Rocky Marks wrote: Years ago you suggested that I not bother to read your posts. So I will finally take your advice.
Then why are you back already?

But yes, people who are so disturbed when other people readily recognize their weak, twisted, circular obfuscations for what they really are, should perhaps consider refraining from such weak, twisted, circular pretzel logic. The best way to avoid such inevitable frustration is simply not try to champion twisted, circular obfuscated arguments, eh?

At any rate, the voters have the government that the voters elect (and re-elect, and re-elect, and re-elect , … , at least until that finally becomes too painful).
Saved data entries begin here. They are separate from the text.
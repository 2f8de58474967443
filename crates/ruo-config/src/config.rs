//! The root configuration type and its builder.

use std::net::SocketAddr;

use serde::{Deserialize, Serialize};

use crate::{ConfigError, DefinitionConfig, DocsConfig, LogConfig, PipelineConfig, ServerConfig};

/// Complete Ruo service configuration.
///
/// Use [`ConfigLoader`](crate::ConfigLoader) to load it from files and
/// environment variables.
///
/// # Example
///
/// ```
/// use ruo_config::RuoConfig;
///
/// let config = RuoConfig::default();
/// assert_eq!(config.server.http_addr, "0.0.0.0:8080");
/// assert_eq!(config.docs.path, "/api-docs");
/// ```
#[derive(Debug, Clone, Serialize, Deserialize, PartialEq, Eq, Default)]
#[serde(deny_unknown_fields)]
pub struct RuoConfig {
    /// Server configuration.
    #[serde(default)]
    pub server: ServerConfig,

    /// Logging configuration.
    #[serde(default)]
    pub logging: LogConfig,

    /// API definition document.
    #[serde(default)]
    pub definition: DefinitionConfig,

    /// Documentation endpoint.
    #[serde(default)]
    pub docs: DocsConfig,

    /// Request pipeline behavior.
    #[serde(default)]
    pub pipeline: PipelineConfig,
}

impl RuoConfig {
    /// Create a new configuration builder.
    #[must_use]
    pub fn builder() -> RuoConfigBuilder {
        RuoConfigBuilder::new()
    }

    /// Validate the configuration.
    ///
    /// # Errors
    ///
    /// Returns [`ConfigError::InvalidValue`] if:
    /// - The server address is not a socket address
    /// - The request timeout is zero
    /// - The body size limit is zero
    /// - A denial status is not a 4xx status
    /// - The docs path does not start with `/`
    pub fn validate(&self) -> Result<(), ConfigError> {
        if self.server.http_addr.parse::<SocketAddr>().is_err() {
            return Err(ConfigError::invalid_value(
                "server.http_addr",
                format!("invalid socket address: {}", self.server.http_addr),
            ));
        }

        if self.server.request_timeout_ms == 0 {
            return Err(ConfigError::invalid_value(
                "server.request_timeout_ms",
                "must be greater than zero",
            ));
        }

        if self.server.max_body_bytes == 0 {
            return Err(ConfigError::invalid_value(
                "server.max_body_bytes",
                "must be greater than zero",
            ));
        }

        for (field, status) in [
            ("pipeline.unauthenticated_status", self.pipeline.unauthenticated_status),
            ("pipeline.forbidden_status", self.pipeline.forbidden_status),
        ] {
            if !(400..500).contains(&status) {
                return Err(ConfigError::invalid_value(
                    field,
                    format!("{status} is not a client error status"),
                ));
            }
        }

        if self.docs.enabled && !self.docs.path.starts_with('/') {
            return Err(ConfigError::invalid_value(
                "docs.path",
                format!("'{}' must start with '/'", self.docs.path),
            ));
        }

        Ok(())
    }

    /// Development preset: pretty debug logs, internal errors exposed.
    ///
    /// # Example
    ///
    /// ```
    /// use ruo_config::RuoConfig;
    ///
    /// let config = RuoConfig::development();
    /// assert_eq!(config.logging.level, "debug");
    /// assert!(config.pipeline.expose_internal_errors);
    /// ```
    #[must_use]
    pub fn development() -> Self {
        Self {
            logging: LogConfig::development(),
            pipeline: PipelineConfig {
                expose_internal_errors: true,
                ..PipelineConfig::default()
            },
            ..Self::default()
        }
    }

    /// Production preset: JSON logs at info, internal errors hidden.
    ///
    /// # Example
    ///
    /// ```
    /// use ruo_config::{LogFormat, RuoConfig};
    ///
    /// let config = RuoConfig::production();
    /// assert_eq!(config.logging.format, LogFormat::Json);
    /// ```
    #[must_use]
    pub fn production() -> Self {
        Self {
            logging: LogConfig::production(),
            ..Self::default()
        }
    }
}

/// Builder for [`RuoConfig`].
#[derive(Debug, Default)]
pub struct RuoConfigBuilder {
    server: Option<ServerConfig>,
    logging: Option<LogConfig>,
    definition: Option<DefinitionConfig>,
    docs: Option<DocsConfig>,
    pipeline: Option<PipelineConfig>,
}

impl RuoConfigBuilder {
    /// Create a new builder with default values.
    #[must_use]
    pub fn new() -> Self {
        Self::default()
    }

    /// Set the server configuration.
    #[must_use]
    pub fn server(mut self, server: ServerConfig) -> Self {
        self.server = Some(server);
        self
    }

    /// Set the logging configuration.
    #[must_use]
    pub fn logging(mut self, logging: LogConfig) -> Self {
        self.logging = Some(logging);
        self
    }

    /// Set the definition configuration.
    #[must_use]
    pub fn definition(mut self, definition: DefinitionConfig) -> Self {
        self.definition = Some(definition);
        self
    }

    /// Set the docs configuration.
    #[must_use]
    pub fn docs(mut self, docs: DocsConfig) -> Self {
        self.docs = Some(docs);
        self
    }

    /// Set the pipeline configuration.
    #[must_use]
    pub fn pipeline(mut self, pipeline: PipelineConfig) -> Self {
        self.pipeline = Some(pipeline);
        self
    }

    /// Build the configuration. Unset sections use their defaults.
    #[must_use]
    pub fn build(self) -> RuoConfig {
        RuoConfig {
            server: self.server.unwrap_or_default(),
            logging: self.logging.unwrap_or_default(),
            definition: self.definition.unwrap_or_default(),
            docs: self.docs.unwrap_or_default(),
            pipeline: self.pipeline.unwrap_or_default(),
        }
    }

    /// Build and validate the configuration.
    ///
    /// # Errors
    ///
    /// Returns `ConfigError` if validation fails.
    pub fn build_validated(self) -> Result<RuoConfig, ConfigError> {
        let config = self.build();
        config.validate()?;
        Ok(config)
    }
}
//! Pipeline assembly and execution.
//!
//! A [`Pipeline`] binds a context, runs the request chain, funnels any
//! terminal error into a reply, runs the response chain over that reply,
//! and serializes it. [`Pipeline::standard`] assembles the fixed order:
//!
//! ```text
//! Request:  context_binding → documentation → resolution → request_logging
//!           → request_validation → security → pre_handler_hook → invocation
//!           → not_found → error_funnel
//! Response: post_handler_hook → response_validation → response_logging
//! ```

use std::fmt;
use std::sync::Arc;

use http::StatusCode;
use ruo_core::{HandlerRegistry, OperationCatalog, SchemaValidator, SecuritySchemeRegistry};
use serde_json::Value;

use crate::binder::ContextBinder;
use crate::chain::{ResponseChain, StageChain};
use crate::funnel::{
    ErrorFunnel, ErrorRenderer, FunnelOptions, FunnelReply, JsonErrorRenderer, PipelineAbort,
};
use crate::stage::{ResponseStage, Stage};
use crate::stages::{
    DocsStage, InvokerStage, NotFoundStage, ObserveHook, PostHandlerHookStage,
    PreHandlerHookStage, RequestLoggingStage, RequestValidationStage, ResolutionStage,
    ResponseLoggingStage, ResponseValidationStage, SecurityDispatcher, SecurityStage,
};
use crate::types::{into_response, Request, Response};

/// Request-side phases of the standard pipeline, in order.
#[derive(Debug, Clone, Copy, PartialEq, Eq, Hash)]
pub enum RequestPhase {
    /// Create the request context.
    ContextBinding,
    /// Serve the API document.
    Documentation,
    /// Match the request to an operation.
    Resolution,
    /// Log the request.
    RequestLogging,
    /// Coerce and validate inputs.
    RequestValidation,
    /// Evaluate security requirements.
    Security,
    /// Observe before the handler.
    PreHandlerHook,
    /// Call the handler.
    Invocation,
    /// Terminate unmatched requests.
    NotFound,
    /// Render terminal errors.
    ErrorFunnel,
}

impl RequestPhase {
    /// Returns the phase name, matching the stage name.
    #[must_use]
    pub const fn name(&self) -> &'static str {
        match self {
            Self::ContextBinding => "context_binding",
            Self::Documentation => "documentation",
            Self::Resolution => "resolution",
            Self::RequestLogging => "request_logging",
            Self::RequestValidation => "request_validation",
            Self::Security => "security",
            Self::PreHandlerHook => "pre_handler_hook",
            Self::Invocation => "invocation",
            Self::NotFound => "not_found",
            Self::ErrorFunnel => "error_funnel",
        }
    }

    /// Returns all phases in execution order.
    #[must_use]
    pub const fn all() -> &'static [Self] {
        &[
            Self::ContextBinding,
            Self::Documentation,
            Self::Resolution,
            Self::RequestLogging,
            Self::RequestValidation,
            Self::Security,
            Self::PreHandlerHook,
            Self::Invocation,
            Self::NotFound,
            Self::ErrorFunnel,
        ]
    }

    /// Returns true if the phase is skipped when no operation resolved.
    #[must_use]
    pub const fn requires_operation(&self) -> bool {
        matches!(
            self,
            Self::RequestLogging
                | Self::RequestValidation
                | Self::Security
                | Self::PreHandlerHook
                | Self::Invocation
        )
    }
}

/// Response-side phases of the standard pipeline, in order.
#[derive(Debug, Clone, Copy, PartialEq, Eq, Hash)]
pub enum ResponsePhase {
    /// Observe after the handler.
    PostHandlerHook,
    /// Prune and check the body.
    ResponseValidation,
    /// Log the response.
    ResponseLogging,
}

impl ResponsePhase {
    /// Returns the phase name, matching the stage name.
    #[must_use]
    pub const fn name(&self) -> &'static str {
        match self {
            Self::PostHandlerHook => "post_handler_hook",
            Self::ResponseValidation => "response_validation",
            Self::ResponseLogging => "response_logging",
        }
    }

    /// Returns all phases in execution order.
    #[must_use]
    pub const fn all() -> &'static [Self] {
        &[
            Self::PostHandlerHook,
            Self::ResponseValidation,
            Self::ResponseLogging,
        ]
    }
}

/// Behavior switches of the standard pipeline.
#[derive(Debug, Clone, PartialEq, Eq)]
pub struct PipelineOptions {
    /// Path the API document is served at; `None` disables serving it.
    pub docs_path: Option<String>,
    /// Check pruned response bodies against their schema and log mismatches.
    pub validate_responses: bool,
    /// Error funnel settings.
    pub funnel: FunnelOptions,
}

impl Default for PipelineOptions {
    fn default() -> Self {
        Self {
            docs_path: Some("/api-docs".to_string()),
            validate_responses: true,
            funnel: FunnelOptions::default(),
        }
    }
}

impl PipelineOptions {
    /// Sets the status used for unauthenticated denials.
    #[must_use]
    pub fn unauthenticated_status(mut self, status: StatusCode) -> Self {
        self.funnel.unauthenticated_status = status;
        self
    }

    /// Sets the status used for forbidden denials.
    #[must_use]
    pub fn forbidden_status(mut self, status: StatusCode) -> Self {
        self.funnel.forbidden_status = status;
        self
    }
}

/// Optional observers around the handler.
#[derive(Clone, Default)]
pub struct Hooks {
    /// Runs after security and before the handler.
    pub pre_handler: Option<ObserveHook>,
    /// Runs first on the response side, for every reply.
    pub post_handler: Option<ObserveHook>,
}

impl fmt::Debug for Hooks {
    fn fmt(&self, f: &mut fmt::Formatter<'_>) -> fmt::Result {
        f.debug_struct("Hooks")
            .field("pre_handler", &self.pre_handler.is_some())
            .field("post_handler", &self.post_handler.is_some())
            .finish()
    }
}

/// Everything the standard pipeline is assembled from.
#[derive(Clone)]
pub struct PipelineComponents {
    /// Resolvable operations.
    pub catalog: Arc<OperationCatalog>,
    /// Operation handlers.
    pub handlers: Arc<HandlerRegistry>,
    /// Security schemes.
    pub schemes: Arc<SecuritySchemeRegistry>,
    /// Schema capability for requests and responses.
    pub validator: Arc<dyn SchemaValidator>,
    /// API version stamped on every context.
    pub api_version: String,
    /// The API document served by the documentation stage.
    pub document: Arc<Value>,
    /// Observers.
    pub hooks: Hooks,
    /// Error body renderer.
    pub renderer: Arc<dyn ErrorRenderer>,
    /// Behavior switches.
    pub options: PipelineOptions,
}

/// The assembled request/response pipeline.
///
/// Immutable after construction and shared across requests.
pub struct Pipeline {
    binder: ContextBinder,
    request_chain: StageChain,
    response_chain: ResponseChain,
    funnel: ErrorFunnel,
}

impl Pipeline {
    /// Creates a builder for a custom stage order.
    #[must_use]
    pub fn builder(api_version: impl Into<Arc<str>>) -> PipelineBuilder {
        PipelineBuilder::new(api_version)
    }

    /// Assembles the standard stage order.
    #[must_use]
    pub fn standard(components: PipelineComponents) -> Self {
        let PipelineComponents {
            catalog,
            handlers,
            schemes,
            validator,
            api_version,
            document,
            hooks,
            renderer,
            options,
        } = components;

        let mut builder = Self::builder(api_version);
        if let Some(path) = &options.docs_path {
            builder = builder.stage(DocsStage::new(path.clone(), &document));
        }

        builder
            .stage(ResolutionStage::new(catalog))
            .stage(RequestLoggingStage)
            .stage(RequestValidationStage::new(Arc::clone(&validator)))
            .stage(SecurityStage::new(SecurityDispatcher::new(schemes)))
            .stage(PreHandlerHookStage::new(hooks.pre_handler))
            .stage(InvokerStage::new(handlers))
            .stage(NotFoundStage)
            .response_stage(PostHandlerHookStage::new(hooks.post_handler))
            .response_stage(ResponseValidationStage::new(
                validator,
                options.validate_responses,
            ))
            .response_stage(ResponseLoggingStage)
            .funnel(ErrorFunnel::new(renderer, options.funnel))
            .build()
    }

    /// Returns the request-side stage names, including the binder and funnel.
    #[must_use]
    pub fn request_stage_names(&self) -> Vec<&'static str> {
        let mut names = vec![RequestPhase::ContextBinding.name()];
        names.extend(self.request_chain.names());
        names.push(RequestPhase::ErrorFunnel.name());
        names
    }

    /// Returns the response-side stage names.
    #[must_use]
    pub fn response_stage_names(&self) -> Vec<&'static str> {
        self.response_chain.names()
    }

    /// Returns the error funnel.
    #[must_use]
    pub const fn funnel(&self) -> &ErrorFunnel {
        &self.funnel
    }

    /// Processes one request.
    ///
    /// Every outcome, including errors, becomes a response that went
    /// through the response chain.
    ///
    /// # Errors
    ///
    /// Returns [`PipelineAbort`] only when the error funnel itself failed;
    /// the caller should close the connection without a response.
    pub async fn process(&self, mut request: Request) -> Result<Response, PipelineAbort> {
        let mut ctx = self.binder.bind(&request);

        let mut reply = match self.request_chain.run(&mut ctx, &mut request).await {
            Ok(reply) => reply,
            Err(error) => {
                let reply = self.funnel.handle(&error, &ctx)?;
                ctx.set_extension(FunnelReply);
                reply
            }
        };

        self.response_chain.run(&mut ctx, &mut reply).await;
        Ok(into_response(reply, ctx.request_id()))
    }
}

impl fmt::Debug for Pipeline {
    fn fmt(&self, f: &mut fmt::Formatter<'_>) -> fmt::Result {
        f.debug_struct("Pipeline")
            .field("binder", &self.binder)
            .field("request_chain", &self.request_chain)
            .field("response_chain", &self.response_chain)
            .field("funnel", &self.funnel)
            .finish()
    }
}

/// Builder for a [`Pipeline`] with a custom stage order.
///
/// # Example
///
/// ```
/// use ruo_middleware::pipeline::Pipeline;
/// use ruo_middleware::stages::{NotFoundStage, ResponseLoggingStage};
///
/// let pipeline = Pipeline::builder("1.0.0")
///     .stage(NotFoundStage)
///     .response_stage(ResponseLoggingStage)
///     .build();
///
/// assert_eq!(
///     pipeline.request_stage_names(),
///     vec!["context_binding", "not_found", "error_funnel"]
/// );
/// ```
pub struct PipelineBuilder {
    binder: ContextBinder,
    stages: Vec<Arc<dyn Stage>>,
    response_stages: Vec<Arc<dyn ResponseStage>>,
    funnel: ErrorFunnel,
}

impl PipelineBuilder {
    /// Creates an empty builder.
    #[must_use]
    pub fn new(api_version: impl Into<Arc<str>>) -> Self {
        Self {
            binder: ContextBinder::new(api_version),
            stages: Vec::new(),
            response_stages: Vec::new(),
            funnel: ErrorFunnel::new(Arc::new(JsonErrorRenderer), FunnelOptions::default()),
        }
    }

    /// Appends a request stage.
    #[must_use]
    pub fn stage(mut self, stage: impl Stage) -> Self {
        self.stages.push(Arc::new(stage));
        self
    }

    /// Appends a response stage.
    #[must_use]
    pub fn response_stage(mut self, stage: impl ResponseStage) -> Self {
        self.response_stages.push(Arc::new(stage));
        self
    }

    /// Replaces the error funnel.
    #[must_use]
    pub fn funnel(mut self, funnel: ErrorFunnel) -> Self {
        self.funnel = funnel;
        self
    }

    /// Builds the pipeline.
    #[must_use]
    pub fn build(self) -> Pipeline {
        Pipeline {
            binder: self.binder,
            request_chain: StageChain::new(self.stages),
            response_chain: ResponseChain::new(self.response_stages),
            funnel: self.funnel,
        }
    }
}

impl fmt::Debug for PipelineBuilder {
    fn fmt(&self, f: &mut fmt::Formatter<'_>) -> fmt::Result {
        f.debug_struct("PipelineBuilder")
            .field("stages", &self.stages.len())
            .field("response_stages", &self.response_stages.len())
            .finish_non_exhaustive()
    }
}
Posted by: d.a.n at July 22, 2009 8:14 AM
Comment #284827

d.a.n and Rocky, you have both crossed the limits of WatchBlog’s rules for civil debate. You are both banned from commenting in this column pending email responses.

Posted by: WatchBlog Manager at July 22, 2009 5:24 PM
Comment #285474

Seemed civil enough.

Perhaps a partisan bias is the real problem? NOTE: That’s a question.

At any rate, the voters have the government that the voters elect (and re-elect, and re-elect, and re-elect , … , at least until that finally becomes too painful).